Wong v. Slotkin

154 Misc. 2d 655 | N.Y. City Civ. Ct. | 1992

OPINION OF THE COURT

Barbara R. Kapnick, J.

The unique issue to be resolved on this motion is whether a *656guarantee given by a non-New York domiciliary guaranteeing the "strict performance of and observance by a Tenant of all the agreements, provisions and rules” of a residential lease for a condominium apartment located in New York City constitutes the supplying of goods and services within the State so as to confer long-arm jurisdiction over the defendant, pursuant to CPLR 302 (a) (1).

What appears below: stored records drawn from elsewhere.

//! Append-only, schema-stable CSV result sinks.
//!
//! One logical stream per collector. The writer reconciles each row against
//! the collector's declared schema: a field missing from an observation
//! produces an empty cell, never a shifted or null-padded row.

pub mod append;
pub mod archive;

use serde_json::Value;

use crate::collector::error::CollectError;
use crate::collector::{CollectorSpec, Observation};

pub use append::AppendSink;
pub use archive::ArchiveSink;

/// Physical write strategy, chosen per collector.
pub enum CsvSink {
    /// One file per collector name, header emitted once, rows appended.
    Append(AppendSink),
    /// One compressed file per acquisition cycle, named by its timestamp.
    Archive(ArchiveSink),
}

impl CsvSink {
    /// Persist a batch of observations from one acquisition cycle.
    pub fn write(
        &mut self,
        spec: &CollectorSpec,
        rows: &[Observation],
    ) -> Result<(), CollectError> {
        match self {
            Self::Append(sink) => sink.write(spec, rows),
            Self::Archive(sink) => sink.write(spec, rows),
        }
    }
}

/// Encode the header row: `timestamp` then the schema fields, in order.
pub(crate) fn encode_header(spec: &CollectorSpec) -> String {
    let mut line = String::from("timestamp");
    for field in &spec.fields {
        line.push(',');
        line.push_str(&escape_field(field));
    }
    line.push('\n');
    line
}

/// Encode one observation against the schema. Missing fields become empty
/// cells so columns stay stable for the lifetime of the file.
pub(crate) fn encode_row(spec: &CollectorSpec, obs: &Observation) -> String {
    let mut line = escape_field(&obs.timestamp);
    for field in &spec.fields {
        line.push(',');
        if let Some(value) = obs.fields.get(field) {
            line.push_str(&escape_field(&value_to_cell(value)));
        }
    }
    line.push('\n');
    line
}

/// Render a scalar JSON value as a CSV cell.
fn value_to_cell(value: &Value) -> String {
    match value {
        Value::Null => String::new(),
        Value::String(s) => s.clone(),
        other => other.to_string(),
    }
}

/// Quote a field if it contains a separator, quote, or newline.
fn escape_field(field: &str) -> String {
    if field.contains(',') || field.contains('"') || field.contains('\n') || field.contains('\r') {
        let mut quoted = String::with_capacity(field.len() + 2);
        quoted.push('"');
        for c in field.chars() {
            if c == '"' {
                quoted.push('"');
            }
            quoted.push(c);
        }
        quoted.push('"');
        quoted
    } else {
        field.to_string()
    }
}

Defendant Edward J. Slotkin originally moved, pursuant to CPLR 3211, 302 (a) and UCCA 404 (a), (b) to dismiss the complaint herein on the grounds that the court lacks jurisdiction over the person of the defendant, or, in the alternative, for summary judgment. In his reply affirmation, counsel for defendant conceded that since defendant had not yet served his answer, that portion of the motion seeking summary judgment was premature, and asked that that relief be denied without prejudice to its renewal following joinder of issue. The court also notes that the provisions of the UCCA are not applicable here, since that act applies only to "courts in and for cities other than the city of New York.” (See, Preamble, L 1964, ch 497; italics supplied.) Thus, the only issue remaining is whether or not this court has jurisdiction over the person of the defendant.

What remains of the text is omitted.